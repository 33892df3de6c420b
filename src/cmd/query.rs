//! Read-only queries: ready, next, heat, trace.

use anyhow::Result;
use clap::Args;

use trak::engine::TaskEngine;
use trak::graph;
use trak::model::{Autonomy, Status};
use trak::store::TaskFilter;

use super::summary_line;

/// Shared filter for the pool queries.
#[derive(Args, Debug)]
pub struct PoolArgs {
    /// Only this project
    #[arg(long, short = 'p')]
    pub project: Option<String>,
}

/// Tasks that could start right now.
pub fn ready(args: &PoolArgs) -> Result<()> {
    print_ready(args, false)
}

/// `ready`, restricted to what the orchestrator may dispatch.
pub fn next(args: &PoolArgs) -> Result<()> {
    print_ready(args, true)
}

fn print_ready(args: &PoolArgs, auto_only: bool) -> Result<()> {
    let engine = TaskEngine::open()?;
    let tasks = engine.store().list_tasks(&TaskFilter {
        status: Some(Status::Open),
        project: args.project.clone(),
        include_closed: false,
    })?;

    let mut any = false;
    for task in &tasks {
        if auto_only && task.autonomy != Autonomy::Auto {
            continue;
        }
        if graph::ready(engine.store(), task)? {
            println!("{}", summary_line(task));
            any = true;
        }
    }
    if !any {
        println!("Nothing ready.");
    }
    Ok(())
}

/// Attention-ranked view.
pub fn heat(args: &PoolArgs) -> Result<()> {
    let engine = TaskEngine::open()?;
    let scored = graph::heat_map(
        engine.store(),
        &TaskFilter { project: args.project.clone(), ..TaskFilter::default() },
    )?;
    if scored.is_empty() {
        println!("No open tasks.");
        return Ok(());
    }
    for (task, score) in &scored {
        println!("{score:>3}  {}", summary_line(task));
    }
    Ok(())
}

/// Dependency neighborhood, both directions.
pub fn trace(id: &str, depth: usize) -> Result<()> {
    let engine = TaskEngine::open()?;
    let task = engine.resolve(id)?;
    let trace = graph::trace(engine.store(), task.id.as_str(), depth)?;

    println!("{}", summary_line(&task));
    if trace.upstream.is_empty() {
        println!("\nupstream: none");
    } else {
        println!("\nupstream (what this waits on):");
        for level in &trace.upstream {
            for t in &level.tasks {
                println!("  {}{}", "  ".repeat(level.depth - 1), summary_line(t));
            }
        }
    }
    if trace.downstream.is_empty() {
        println!("\ndownstream: none");
    } else {
        println!("\ndownstream (what waits on this):");
        for level in &trace.downstream {
            for t in &level.tasks {
                println!("  {}{}", "  ".repeat(level.depth - 1), summary_line(t));
            }
        }
    }
    Ok(())
}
________________________________________
*TASK REQUIREMENTS*:
Restate the records, all of them, precisely as written.

*FINAL ANSWER*:
repository 33892df3de6c420b
filename src/cmd/query.rs
//! Read-only queries: ready, next, heat, trace.

use anyhow::Result;
use clap::Args;

use trak::engine::TaskEngine;
use trak::graph;
use trak::model::{Autonomy, Status};
use trak::store::TaskFilter;

use super::summary_line;

/// Shared filter for the pool queries.
#[derive(Args, Debug)]
pub struct PoolArgs {
    /// Only this project
    #[arg(long, short = 'p')]
    pub project: Option<String>,
}

/// Tasks that could start right now.
pub fn ready(args: &PoolArgs) -> Result<()> {
    print_ready(args, false)
}

/// `ready`, restricted to what the orchestrator may dispatch.
pub fn next(args: &PoolArgs) -> Result<()> {
    print_ready(args, true)
}

fn print_ready(args: &PoolArgs, auto_only: bool) -> Result<()> {
    let engine = TaskEngine::open()?;
    let tasks = engine.store().list_tasks(&TaskFilter {
        status: Some(Status::Open),
        project: args.project.clone(),
        include_closed: false,
    })?;

    let mut any = false;
    for task in &tasks {
        if auto_only && task.autonomy != Autonomy::Auto {
            continue;
        }
        if graph::ready(engine.store(), task)? {
            println!("{}", summary_line(task));
            any = true;
        }
    }
    if !any {
        println!("Nothing ready.");
    }
    Ok(())
}

/// Attention-ranked view.
pub fn heat(args: &PoolArgs) -> Result<()> {
    let engine = TaskEngine::open()?;
    let scored = graph::heat_map(
        engine.store(),
        &TaskFilter { project: args.project.clone(), ..TaskFilter::default() },
    )?;
    if scored.is_empty() {
        println!("No open tasks.");
        return Ok(());
    }
    for (task, score) in &scored {
        println!("{score:>3}  {}", summary_line(task));
    }
    Ok(())
}

/// Dependency neighborhood, both directions.
pub fn trace(id: &str, depth: usize) -> Result<()> {
    let engine = TaskEngine::open()?;
    let task = engine.resolve(id)?;
    let trace = graph::trace(engine.store(), task.id.as_str(), depth)?;

    println!("{}", summary_line(&task));
    if trace.upstream.is_empty() {
        println!("\nupstream: none");
    } else {
        println!("\nupstream (what this waits on):");
        for level in &trace.upstream {
            for t in &level.tasks {
                println!("  {}{}", "  ".repeat(level.depth - 1), summary_line(t));
            }
        }
    }
    if trace.downstream.is_empty() {
        println!("\ndownstream: none");
    } else {
        println!("\ndownstream (what waits on this):");
        for level in &trace.downstream {
            for t in &level.tasks {
                println!("  {}{}", "  ".repeat(level.depth - 1), summary_line(t));
            }
        }
    }
    Ok(())
}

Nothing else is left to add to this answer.